@cite{beaver-2004}: The Optimization of Discourse Anaphora #
David I. Beaver (2004), "The Optimization of Discourse Anaphora," Linguistics and Philosophy 27(1): 3-56. © 2004 Kluwer. DOI 10.1023/B:LING.0000010796.76522.7a.
Beaver reformulates @cite{grosz-joshi-weinstein-1995} Centering (and the @cite{brennan-friedman-pollard-1987} algorithmic version) as an Optimality Theory system over six ranked constraints (his §3.2 p. 14):
AGREE > DISJOINT > PRO-TOP > FAM-DEF > COHERE > ALIGN
His main theorem (his §3.4 (20), proven Appendix A): given a sentence in which the only definite expressions are proper nouns and pronouns, if either COT or BFP uniquely predicts an interpretation involving fully anaphoric resolution, then both do, and they resolve anaphors identically.
@cite{poesio-stevenson-eugenio-hitzeman-2004} §3.1 fn 12 endorse this OT reformulation as the right framework for "unpacking" Centering's constraints into ranked-OT terms.
Design: deep reuse of Centering primitives #
Per the audit's mathlib-style recommendation, three of Beaver's six constraints are LITERAL RESTATEMENTS of existing Centering primitives (Beaver acknowledges this in his §3.2-3.3 prose):
| Beaver constraint | Beaver's source | Our definition |
|---|---|---|
| PRO-TOP | "essentially the effect of Centering's Rule 1" (his p. 15-16) | via Rule1Gordon from Centering/Rule1.lean (NOT Rule1GJW95) |
| COHERE | "the conditions used in BFP to specify transition types" (his p. 17) | via cb (topic stability test) |
| ALIGN | same | via cb + cp (topic in preferred-center position) |
| AGREE | binding theory (his p. 14) | NEW (substrate-gap-flagged: Realization lacks number/gender features) |
| DISJOINT | Principle B (his p. 15) | NEW (substrate-gap-flagged: Utterance lacks predicate-argument structure) |
| FAM-DEF | familiarity (Heim 1982; his p. 16) | NEW (substrate-gap-flagged: Realization lacks definiteness) |
The 3 reused constraints make Theorem (20)'s equivalence with BFP structural on those clauses (it follows from the constraints being literal restatements). The 3 novel constraints fire as user-supplied boolean flags on the candidate type — substrate gaps that future commits can fill (number/gender features; predicate-argument structure; definiteness marking).

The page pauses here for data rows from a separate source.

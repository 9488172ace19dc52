//! Declaration model handed over by the scanner
//!
//! One [`SourceFile`] per scanned file: verbatim code interleaved with
//! annotated [`Block`]s. Class blocks carry their own body, so member
//! declarations arrive already nested under their owner.

use std::fmt;
use std::path::Path;

use serde::Deserialize;
use thiserror::Error;

/// Errors that can occur when loading a model file
#[derive(Error, Debug)]
pub enum ModelError {
    #[error("Failed to read model file: {0}")]
    IoError(#[from] std::io::Error),
    #[error("Failed to parse model TOML: {0}")]
    ParseError(#[from] toml::de::Error),
}

/// A type as written in a declaration
#[derive(Debug, Clone, PartialEq, Eq, Default, Deserialize)]
pub struct Type {
    pub name: String,
    #[serde(default, rename = "pointer")]
    pub is_pointer: bool,
    #[serde(default, rename = "ref")]
    pub is_ref: bool,
    #[serde(default, rename = "const")]
    pub is_const: bool,
    #[serde(default)]
    pub template_args: Vec<Type>,
}

impl Type {
    pub fn new(name: impl Into<String>) -> Self {
        Self {
            name: name.into(),
            ..Self::default()
        }
    }

    pub fn with_const(mut self) -> Self {
        self.is_const = true;
        self
    }

    pub fn with_ref(mut self) -> Self {
        self.is_ref = true;
        self
    }

    pub fn with_pointer(mut self) -> Self {
        self.is_pointer = true;
        self
    }

    pub fn with_template_arg(mut self, arg: Type) -> Self {
        self.template_args.push(arg);
        self
    }

    /// Name including template arguments, without qualifiers
    pub fn base_text(&self) -> String {
        if self.template_args.is_empty() {
            self.name.clone()
        } else {
            format!("{}<{}>", self.name, self.list_text())
        }
    }

    /// Canonical textual form, e.g. `const Grid<Real>&`
    pub fn minimal(&self) -> String {
        let mut s = String::new();
        if self.is_const {
            s.push_str("const ");
        }
        s.push_str(&self.base_text());
        if self.is_pointer {
            s.push('*');
        }
        if self.is_ref {
            s.push('&');
        }
        s
    }

    /// Template arguments joined by `,`
    pub fn list_text(&self) -> String {
        self.template_args
            .iter()
            .map(Type::minimal)
            .collect::<Vec<_>>()
            .join(",")
    }

    pub fn is_void(&self) -> bool {
        self.name == "void" && !self.is_pointer
    }
}

impl fmt::Display for Type {
    fn fmt(&self, f: &mut fmt::Formatter<'_>) -> fmt::Result {
        write!(f, "{}", self.minimal())
    }
}

#[derive(Debug, Clone, PartialEq, Eq, Deserialize)]
pub struct Argument {
    pub name: String,
    #[serde(rename = "type")]
    pub ty: Type,
    pub index: usize,
    #[serde(default)]
    pub default: Option<String>,
}

impl Argument {
    pub fn new(name: impl Into<String>, ty: Type, index: usize) -> Self {
        Self {
            name: name.into(),
            ty,
            index,
            default: None,
        }
    }

    pub fn with_default(mut self, value: impl Into<String>) -> Self {
        self.default = Some(value.into());
        self
    }

    /// Default value text; empty text counts as no default
    pub fn default_value(&self) -> Option<&str> {
        self.default.as_deref().filter(|v| !v.is_empty())
    }
}

#[derive(Debug, Clone, PartialEq, Eq, Default, Deserialize)]
pub struct Function {
    pub name: String,
    /// Absent for constructors
    #[serde(default)]
    pub return_type: Option<Type>,
    #[serde(default)]
    pub arguments: Vec<Argument>,
    /// Explicit argument list used to invoke the declaration
    #[serde(default)]
    pub call_string: Option<String>,
    /// Trailing qualifiers such as ` const`
    #[serde(default)]
    pub qualifiers: String,
    #[serde(default)]
    pub init_list: String,
    /// Code that followed the signature in the source
    #[serde(default)]
    pub body: String,
}

impl Function {
    pub fn new(name: impl Into<String>, return_type: Option<Type>) -> Self {
        Self {
            name: name.into(),
            return_type,
            ..Self::default()
        }
    }

    pub fn with_argument(mut self, arg: Argument) -> Self {
        self.arguments.push(arg);
        self
    }

    pub fn with_body(mut self, body: impl Into<String>) -> Self {
        self.body = body.into();
        self
    }

    pub fn is_constructor(&self) -> bool {
        self.return_type.as_ref().map_or(true, |t| t.name.is_empty())
    }

    pub fn returns_void(&self) -> bool {
        self.return_type.as_ref().is_some_and(Type::is_void)
    }

    pub fn call_string(&self) -> String {
        match &self.call_string {
            Some(s) => s.clone(),
            None => self
                .arguments
                .iter()
                .map(|a| a.name.as_str())
                .collect::<Vec<_>>()
                .join(", "),
        }
    }

    /// Minimal signature, e.g. `void foo(int a, float b = 2.0)`
    pub fn signature(&self) -> String {
        let args = self
            .arguments
            .iter()
            .map(|a| match a.default_value() {
                Some(v) => format!("{} {} = {}", a.ty.minimal(), a.name, v),
                None => format!("{} {}", a.ty.minimal(), a.name),
            })
            .collect::<Vec<_>>()
            .join(", ");
        match &self.return_type {
            Some(ret) if !self.is_constructor() => {
                format!("{} {}({}){}", ret.minimal(), self.name, args, self.qualifiers)
            }
            _ => format!("{}({}){}", self.name, args, self.qualifiers),
        }
    }
}

/// Member variable declaration
#[derive(Debug, Clone, PartialEq, Eq, Deserialize)]
pub struct Variable {
    pub name: String,
    #[serde(rename = "type")]
    pub ty: Type,
}

impl Variable {
    pub fn new(name: impl Into<String>, ty: Type) -> Self {
        Self {
            name: name.into(),
            ty,
        }
    }

    pub fn declaration(&self) -> String {
        format!("{} {}", self.ty.minimal(), self.name)
    }
}

/// Base class descriptor
#[derive(Debug, Clone, PartialEq, Eq, Default, Deserialize)]
pub struct BaseClass {
    pub name: String,
    #[serde(default)]
    pub template_args: Vec<String>,
}

impl BaseClass {
    pub fn new(name: impl Into<String>) -> Self {
        Self {
            name: name.into(),
            template_args: Vec::new(),
        }
    }

    pub fn with_template_arg(mut self, arg: impl Into<String>) -> Self {
        self.template_args.push(arg.into());
        self
    }

    pub fn is_templated(&self) -> bool {
        !self.template_args.is_empty()
    }

    pub fn tpl_string(&self) -> String {
        self.template_args.join(",")
    }
}

#[derive(Debug, Clone, PartialEq, Eq, Default, Deserialize)]
pub struct Class {
    pub name: String,
    #[serde(default)]
    pub template_params: Vec<String>,
    #[serde(default)]
    pub base: Option<BaseClass>,
    #[serde(default)]
    pub body: Vec<Item>,
}

impl Class {
    pub fn new(name: impl Into<String>) -> Self {
        Self {
            name: name.into(),
            ..Self::default()
        }
    }

    pub fn with_template_param(mut self, param: impl Into<String>) -> Self {
        self.template_params.push(param.into());
        self
    }

    pub fn with_base(mut self, base: BaseClass) -> Self {
        self.base = Some(base);
        self
    }

    pub fn with_item(mut self, item: Item) -> Self {
        self.body.push(item);
        self
    }

    pub fn is_templated(&self) -> bool {
        !self.template_params.is_empty()
    }

    pub fn tpl_string(&self) -> String {
        self.template_params.join(",")
    }

    pub fn base_is_templated(&self) -> bool {
        self.base.as_ref().is_some_and(BaseClass::is_templated)
    }

    /// Opening signature, e.g. `template<class T> class Grid : public GridBase`
    pub fn signature(&self) -> String {
        let mut s = String::new();
        if self.is_templated() {
            let params = self
                .template_params
                .iter()
                .map(|p| format!("class {}", p))
                .collect::<Vec<_>>()
                .join(", ");
            s.push_str(&format!("template<{}> ", params));
        }
        s.push_str("class ");
        s.push_str(&self.name);
        if let Some(base) = &self.base {
            s.push_str(" : public ");
            s.push_str(&base.name);
            if base.is_templated() {
                s.push_str(&format!("<{}>", base.tpl_string()));
            }
        }
        s.push(' ');
        s
    }
}

/// Template alias to instantiate, e.g. `typedef Grid<Real> RealGrid`
#[derive(Debug, Clone, PartialEq, Eq, Deserialize)]
pub struct Instantiation {
    pub alias: String,
    #[serde(rename = "type")]
    pub ty: Type,
}

/// Keyword option from the annotation, e.g. `name="r"`
#[derive(Debug, Clone, PartialEq, Eq, Deserialize)]
pub struct BlockOption {
    pub name: String,
    #[serde(default)]
    pub value: String,
}

impl BlockOption {
    pub fn new(name: impl Into<String>, value: impl Into<String>) -> Self {
        Self {
            name: name.into(),
            value: value.into(),
        }
    }
}

#[derive(Debug, Clone, PartialEq, Eq, Deserialize)]
#[serde(tag = "kind", rename_all = "snake_case")]
pub enum Declaration {
    Function(Function),
    Variable(Variable),
    Class(Class),
    Instantiation(Instantiation),
}

/// One annotated declaration occurrence
#[derive(Debug, Clone, PartialEq, Eq, Deserialize)]
pub struct Block {
    pub line: usize,
    #[serde(default)]
    pub linebreaks: usize,
    #[serde(default)]
    pub options: Vec<BlockOption>,
    pub decl: Declaration,
}

impl Block {
    pub fn new(line: usize, decl: Declaration) -> Self {
        Self {
            line,
            linebreaks: 0,
            options: Vec::new(),
            decl,
        }
    }

    pub fn with_option(mut self, name: impl Into<String>, value: impl Into<String>) -> Self {
        self.options.push(BlockOption::new(name, value));
        self
    }

    pub fn with_linebreaks(mut self, count: usize) -> Self {
        self.linebreaks = count;
        self
    }

    /// Newlines swallowed by the annotation, re-emitted to keep line numbers
    pub fn linebreak_text(&self) -> String {
        "\n".repeat(self.linebreaks)
    }
}

/// Source content between or around annotated declarations
#[derive(Debug, Clone, PartialEq, Eq, Deserialize)]
#[serde(tag = "item", rename_all = "snake_case")]
pub enum Item {
    Code { text: String },
    Block(Block),
}

impl Item {
    pub fn code(text: impl Into<String>) -> Self {
        Item::Code { text: text.into() }
    }
}

impl From<Block> for Item {
    fn from(block: Block) -> Self {
        Item::Block(block)
    }
}

/// Scanned model of one source file
#[derive(Debug, Clone, PartialEq, Eq, Default, Deserialize)]
pub struct SourceFile {
    /// Path of the scanned file, used in diagnostics
    #[serde(default)]
    pub path: String,
    #[serde(default)]
    pub header: bool,
    #[serde(default)]
    pub items: Vec<Item>,
}

impl SourceFile {
    pub fn new(path: impl Into<String>, header: bool) -> Self {
        Self {
            path: path.into(),
            header,
            items: Vec::new(),
        }
    }

    pub fn with_item(mut self, item: impl Into<Item>) -> Self {
        self.items.push(item.into());
        self
    }

    pub fn from_toml(content: &str) -> Result<Self, ModelError> {
        Ok(toml::from_str(content)?)
    }

    pub fn from_file(path: &Path) -> Result<Self, ModelError> {
        let content = std::fs::read_to_string(path)?;
        Self::from_toml(&content)
    }
}
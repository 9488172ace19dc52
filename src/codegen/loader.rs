//! Argument loader synthesis
//!
//! One statement per argument binds a local of the declared type from the
//! call's keyword or positional arguments, registering touched host references
//! with the enclosing `ArgLock _lock`.

use crate::config::TypeTaxonomy;
use crate::model::{Argument, Function};

/// Loader statement for a single argument
pub fn generate_loader(arg: &Argument, types: &TypeTaxonomy) -> String {
    let conversion = types.kind_of(&arg.ty).conversion();
    let deref = if conversion.needs_deref(&arg.ty) { "*" } else { "" };
    let load_type = conversion.load_type(&arg.ty);

    match arg.default_value() {
        None => format!(
            "{} {} = {}_args.get<{} >({},\"{}\",&_lock); ",
            arg.ty.minimal(),
            arg.name,
            deref,
            load_type,
            arg.index,
            arg.name
        ),
        Some(default) => format!(
            "{} {} = {}_args.getOpt<{} >({},\"{}\",{},&_lock); ",
            arg.ty.minimal(),
            arg.name,
            deref,
            load_type,
            arg.index,
            arg.name,
            default
        ),
    }
}

/// Loader statements for all arguments, in positional order
pub fn generate_loaders(func: &Function, types: &TypeTaxonomy) -> Vec<String> {
    let mut args: Vec<&Argument> = func.arguments.iter().collect();
    args.sort_by_key(|a| a.index);
    args.into_iter().map(|a| generate_loader(a, types)).collect()
}
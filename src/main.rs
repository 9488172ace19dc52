//! bridgegen CLI
//!
//! Usage:
//!   bridgegen generate [OPTIONS] <MODEL>
//!   bridgegen link [OPTIONS] <FILES>...
//!
//! `generate` reads a declaration model (TOML, `-` for stdin) and writes the
//! replacement source text; link records go to `--link-out`. `link` resolves
//! the link files of a whole program into registration statements.

use std::fs;
use std::io::{self, Read};
use std::path::{Path, PathBuf};
use std::process;

use clap::{Parser, Subcommand};
use tracing::{info, warn};
use tracing_subscriber::{fmt, layer::SubscriberExt, util::SubscriberInitExt, EnvFilter, Registry};

use bridgegen::{link, Generator, GeneratorConfig, SourceFile};

#[derive(Parser)]
#[command(name = "bridgegen")]
#[command(about = "Generates scripting-host glue from annotated declarations")]
struct Cli {
    /// Log progress to stderr (repeat for more detail)
    #[arg(short, long, action = clap::ArgAction::Count, global = true)]
    verbose: u8,

    #[command(subcommand)]
    command: Command,
}

#[derive(Subcommand)]
enum Command {
    /// Generate glue code for one source file model
    Generate {
        /// Declaration model (TOML), or `-` to read stdin
        model: PathBuf,

        /// Generator configuration file (TOML)
        #[arg(short, long)]
        config: Option<PathBuf>,

        /// Emit documentation stubs instead of glue
        #[arg(long)]
        doc: bool,

        /// Output file for the replacement text (stdout if omitted)
        #[arg(short, long)]
        output: Option<PathBuf>,

        /// Output file for link records
        #[arg(long)]
        link_out: Option<PathBuf>,

        /// Original source file, used to show context in diagnostics
        #[arg(long)]
        source: Option<PathBuf>,
    },

    /// Resolve link files into registration statements
    Link {
        /// Link files written by `generate --link-out`
        #[arg(required = true)]
        files: Vec<PathBuf>,

        /// Output file (stdout if omitted)
        #[arg(short, long)]
        output: Option<PathBuf>,
    },
}

fn init_logging(verbose: u8) {
    let default_level = match verbose {
        0 => "warn",
        1 => "info",
        _ => "debug",
    };
    let env_filter =
        EnvFilter::try_from_default_env().unwrap_or_else(|_| EnvFilter::new(default_level));

    let fmt_layer = fmt::layer().with_writer(io::stderr).with_target(false);

    // A second init only happens if a subscriber is already installed
    let _ = Registry::default().with(env_filter).with(fmt_layer).try_init();
}

fn main() {
    let cli = Cli::parse();
    init_logging(cli.verbose);

    let result = match cli.command {
        Command::Generate {
            model,
            config,
            doc,
            output,
            link_out,
            source,
        } => run_generate(
            &model,
            config.as_deref(),
            doc,
            output.as_deref(),
            link_out.as_deref(),
            source.as_deref(),
        ),
        Command::Link { files, output } => run_link(&files, output.as_deref()),
    };

    if let Err(message) = result {
        eprintln!("{}", message);
        process::exit(1);
    }
}

fn run_generate(
    model: &Path,
    config: Option<&Path>,
    doc: bool,
    output: Option<&Path>,
    link_out: Option<&Path>,
    source: Option<&Path>,
) -> Result<(), String> {
    let config = match config {
        Some(path) => GeneratorConfig::from_file(path)
            .map_err(|e| format!("Error loading config '{}': {}", path.display(), e))?,
        None => GeneratorConfig::default(),
    };
    let config = if doc { config.with_doc_mode(true) } else { config };

    let model_text = read_input(model)?;
    let file = SourceFile::from_toml(&model_text)
        .map_err(|e| format!("Error reading model '{}': {}", model.display(), e))?;

    let generator = Generator::new(config).map_err(|e| format!("Error: {}", e))?;
    let sink = match generator.generate(&file) {
        Ok(sink) => sink,
        Err(e) => {
            let message = match source.map(fs::read_to_string) {
                Some(Ok(text)) => e.format(&text, &file.path),
                _ => format!("{}: {}", file.path, e),
            };
            return Err(message);
        }
    };

    write_output(output, &sink.inplace)?;
    match link_out {
        Some(path) => write_output(Some(path), &sink.link_text())?,
        None if !sink.link.is_empty() => {
            warn!(records = sink.link.len(), "link records discarded, pass --link-out to keep them");
        }
        None => {}
    }
    info!(path = %file.path, records = sink.link.len(), "generated");
    Ok(())
}

fn run_link(files: &[PathBuf], output: Option<&Path>) -> Result<(), String> {
    let texts = files
        .iter()
        .map(|path| {
            fs::read_to_string(path)
                .map_err(|e| format!("Error reading file '{}': {}", path.display(), e))
        })
        .collect::<Result<Vec<_>, _>>()?;
    let texts: Vec<&str> = texts.iter().map(String::as_str).collect();

    let out = link(&texts).map_err(|e| format!("Error: {}", e))?;
    info!(files = files.len(), statements = out.lines().count(), "linked");
    write_output(output, &out)
}

fn read_input(path: &Path) -> Result<String, String> {
    if path == Path::new("-") {
        let mut buffer = String::new();
        io::stdin()
            .read_to_string(&mut buffer)
            .map_err(|e| format!("Error reading from stdin: {}", e))?;
        return Ok(buffer);
    }
    fs::read_to_string(path).map_err(|e| format!("Error reading file '{}': {}", path.display(), e))
}

fn write_output(path: Option<&Path>, content: &str) -> Result<(), String> {
    match path {
        Some(path) => fs::write(path, content)
            .map_err(|e| format!("Error writing file '{}': {}", path.display(), e)),
        None => {
            print!("{}", content);
            Ok(())
        }
    }
}
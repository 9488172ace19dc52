//! Integration tests for the link protocol and the linker

use bridgegen::link::parse_link_text;
use bridgegen::model::SourceFile;
use bridgegen::{generate, link, GeneratorConfig, LinkError, LinkRecord, Linker};
use pretty_assertions::assert_eq;

fn link_text(model: &str) -> String {
    let file = SourceFile::from_toml(model).expect("Should parse model");
    generate(&file, &GeneratorConfig::default())
        .expect("Should generate")
        .link_text()
}

#[test]
fn test_bases_resolved_before_derived() {
    let text = link_text(include_str!("fixtures/grid.toml"));
    let out = link(&[text.as_str()]).expect("Should link");

    let lines: Vec<&str> = out.lines().collect();
    assert_eq!(
        lines,
        vec![
            r#"static const ScriptRegister _R_Grid_Real_size ("Grid<Real>","size",Grid<Real>::_W_size);"#,
            r#"static const ScriptRegister _R_Grid_Real ("Grid<Real>","Grid<Real>",""); template<> const char* Grid<Real>::_class = "Grid<Real>";"#,
            r#"static const ScriptRegister _R_Grid_Vec3_size ("Grid<Vec3>","size",Grid<Vec3>::_W_size);"#,
            r#"static const ScriptRegister _R_Grid_Vec3 ("Grid<Vec3>","Grid<Vec3>",""); template<> const char* Grid<Vec3>::_class = "Grid<Vec3>";"#,
            r#"static const ScriptRegister _R_MACGrid_Vec3 ("MACGrid<Vec3>","MACGrid<Vec3>","Grid<Vec3>"); template<> const char* MACGrid<Vec3>::_class = "MACGrid<Vec3>";"#,
        ]
    );
}

#[test]
fn test_records_from_several_files() {
    let grid = link_text(include_str!("fixtures/grid.toml"));
    let sphere = link_text(include_str!("fixtures/sphere.toml"));
    let extra = ">Grid^Real\n>Grid^int\n";

    let out = link(&[sphere.as_str(), grid.as_str(), extra]).expect("Should link");
    assert!(out.starts_with("static const ScriptRegister _R_Sphere_volume "));
    assert_eq!(out.matches("_R_Grid_Real (").count(), 1);
    assert!(out.contains("_R_Grid_int (\"Grid<int>\""));
}

#[test]
fn test_protocol_text_roundtrips_through_records() {
    let text = link_text(include_str!("fixtures/grid.toml"));
    let records = parse_link_text(&text).expect("Should decode");
    assert_eq!(records.len(), 6);
    assert_eq!(records[3], LinkRecord::depends_on("MACGrid", "T", "Grid", "T"));

    let mut linker = Linker::new();
    linker.add_records(records);
    assert_eq!(linker.resolve().expect("Should resolve").len(), 5);
}

#[test]
fn test_statement_may_contain_separator() {
    let records = parse_link_text("+A^x ^ y;\n\n>A^\n").expect("Should decode");
    assert_eq!(
        records,
        vec![LinkRecord::register("A", "x ^ y;"), LinkRecord::instantiate("A", "")]
    );
}

#[test]
fn test_malformed_line_reports_line_number() {
    let err = parse_link_text("+A^a;\n?junk\n").unwrap_err();
    assert_eq!(
        err,
        LinkError::Malformed {
            line: 2,
            text: "?junk".to_string(),
        }
    );
}

#[test]
fn test_instantiation_without_registration() {
    let err = link(&[">Grid^Real\n"]).unwrap_err();
    assert_eq!(err.to_string(), "instantiation of unknown class 'Grid<Real>'");
}

#[test]
fn test_same_link_file_twice_registers_once() {
    let sphere = link_text(include_str!("fixtures/sphere.toml"));
    let once = link(&[sphere.as_str()]).expect("Should link");
    let twice = link(&[sphere.as_str(), sphere.as_str()]).expect("Should link");

    assert_eq!(twice, once);
    assert_eq!(twice.matches("static const ScriptRegister _R_Sphere (").count(), 1);
}
//! Generator configuration
//!
//! Holds the documentation-mode switch, the annotation keyword echoed in
//! documentation stubs, and the type taxonomy that decides how arguments are
//! marshaled. Can be loaded from a TOML file:
//!
//! ```toml
//! doc_mode = false
//! annotation = "SCRIPT"
//!
//! [types]
//! primitives = ["uint64_t"]
//! values = ["Vec3", "Vec3i"]
//! ```

use std::collections::BTreeSet;
use std::path::Path;

use serde::Deserialize;
use thiserror::Error;

use crate::convert::TypeKind;
use crate::model::Type;

/// Errors that can occur when loading a configuration file
#[derive(Error, Debug)]
pub enum ConfigError {
    #[error("Failed to read config file: {0}")]
    IoError(#[from] std::io::Error),
    #[error("Failed to parse config TOML: {0}")]
    ParseError(#[from] toml::de::Error),
}

const DEFAULT_PRIMITIVES: &[&str] = &[
    "int",
    "unsigned",
    "unsigned int",
    "long",
    "unsigned long",
    "long long",
    "short",
    "size_t",
    "IndexInt",
    "bool",
    "float",
    "double",
    "Real",
    "char",
    "std::string",
    "string",
];

const DEFAULT_VALUES: &[&str] = &["Vec3", "Vec3i", "Vec4", "Vec4i"];

/// Which declared type names are primitives or copyable value types
///
/// Every other type is a handle managed by the host.
#[derive(Debug, Clone, PartialEq, Eq)]
pub struct TypeTaxonomy {
    pub primitives: BTreeSet<String>,
    pub values: BTreeSet<String>,
}

impl Default for TypeTaxonomy {
    fn default() -> Self {
        Self {
            primitives: DEFAULT_PRIMITIVES.iter().map(|s| s.to_string()).collect(),
            values: DEFAULT_VALUES.iter().map(|s| s.to_string()).collect(),
        }
    }
}

impl TypeTaxonomy {
    /// Classify a type by its name
    pub fn kind_of(&self, ty: &Type) -> TypeKind {
        if self.primitives.contains(&ty.name) {
            TypeKind::Primitive
        } else if self.values.contains(&ty.name) {
            TypeKind::Value
        } else {
            TypeKind::Handle
        }
    }
}

/// Configuration for code generation
#[derive(Debug, Clone)]
pub struct GeneratorConfig {
    /// Emit documentation stubs instead of glue code
    pub doc_mode: bool,

    /// Annotation keyword written in front of documentation stubs
    pub annotation: String,

    /// Type classification for argument loading and conversions
    pub types: TypeTaxonomy,
}

impl Default for GeneratorConfig {
    fn default() -> Self {
        Self {
            doc_mode: false,
            annotation: "SCRIPT".to_string(),
            types: TypeTaxonomy::default(),
        }
    }
}

/// TOML structure for deserializing configurations
#[derive(Deserialize)]
struct TomlConfig {
    doc_mode: Option<bool>,
    annotation: Option<String>,
    types: Option<TomlTypes>,
}

#[derive(Deserialize)]
struct TomlTypes {
    #[serde(default)]
    primitives: Vec<String>,
    #[serde(default)]
    values: Vec<String>,
}

impl GeneratorConfig {
    /// Create a new configuration with default values
    pub fn new() -> Self {
        Self::default()
    }

    /// Enable or disable documentation mode
    pub fn with_doc_mode(mut self, doc_mode: bool) -> Self {
        self.doc_mode = doc_mode;
        self
    }

    /// Set the annotation keyword used in documentation stubs
    pub fn with_annotation(mut self, annotation: impl Into<String>) -> Self {
        self.annotation = annotation.into();
        self
    }

    /// Treat an additional type name as a primitive
    pub fn with_primitive_type(mut self, name: impl Into<String>) -> Self {
        self.types.primitives.insert(name.into());
        self
    }

    /// Treat an additional type name as a copyable value type
    pub fn with_value_type(mut self, name: impl Into<String>) -> Self {
        self.types.values.insert(name.into());
        self
    }

    /// Parse a configuration from TOML; listed types extend the defaults
    pub fn from_toml(content: &str) -> Result<Self, ConfigError> {
        let parsed: TomlConfig = toml::from_str(content)?;
        let mut config = Self::default();
        if let Some(doc_mode) = parsed.doc_mode {
            config.doc_mode = doc_mode;
        }
        if let Some(annotation) = parsed.annotation {
            config.annotation = annotation;
        }
        if let Some(types) = parsed.types {
            config.types.primitives.extend(types.primitives);
            config.types.values.extend(types.values);
        }
        Ok(config)
    }

    /// Load a configuration from a TOML file
    pub fn from_file(path: &Path) -> Result<Self, ConfigError> {
        let content = std::fs::read_to_string(path)?;
        Self::from_toml(&content)
    }
}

This is the PMF-vs-Measure mathlib pattern applied: Centering and OT are sibling substrates with their own vocabularies; the bridge lives in this paper-anchored study file rather than as a substrate-level identity. Where Beaver explicitly equates his constraints with Centering primitives, we define them via those primitives (deep reuse). Where Beaver introduces independent content (AGREE/DISJOINT/ FAM-DEF), we keep them independent.
Scope #
This file mechanizes:
- The 6 COT constraints with the design above.
- Beaver's tableau examples (5b), (12c) — predicting BFP-equivalent resolutions.
- Theorem (20) witnesses on those examples (the COT-optimal candidate matches the BFP-survivor).
- Beaver §4.1's PRO-TOP demotion: a re-ranked constraint hierarchy (PRO-TOP below FAM-DEF) gives Beaver (2c) "Mary likes tennis. She plays Jim. He used to play doubles with Mary." the bound reading where BFP overpredicts. The PSDH §3.1 fn 12 critique mechanized.
Out of scope (Beaver's §5 extensions):
- Production / bidirectional grammar (his §5.1-5.3)
- Multi-sentence text optimization (his §5.4 with examples (24)/(25))
- Accented pronoun interpretation (his §6)
- Beaver's full Appendix A proof of Theorem (20) — we mechanize per-example witnesses, not the general schematic proof.
A COT candidate: a fully-resolved cur utterance plus precomputed
boolean flags for the three constraints whose substrates linglib
doesn't yet model (AGREE/DISJOINT/FAM-DEF).
Beaver's GEN function (his §3.1 p. 13) generates all candidate
pairs of (form, meaning); the constraints filter. For our
formalization, candidates are alternative Utterance E R values
for the same surface form (different pronoun resolutions), with
the 3 substrate-gap flags supplied by the example author.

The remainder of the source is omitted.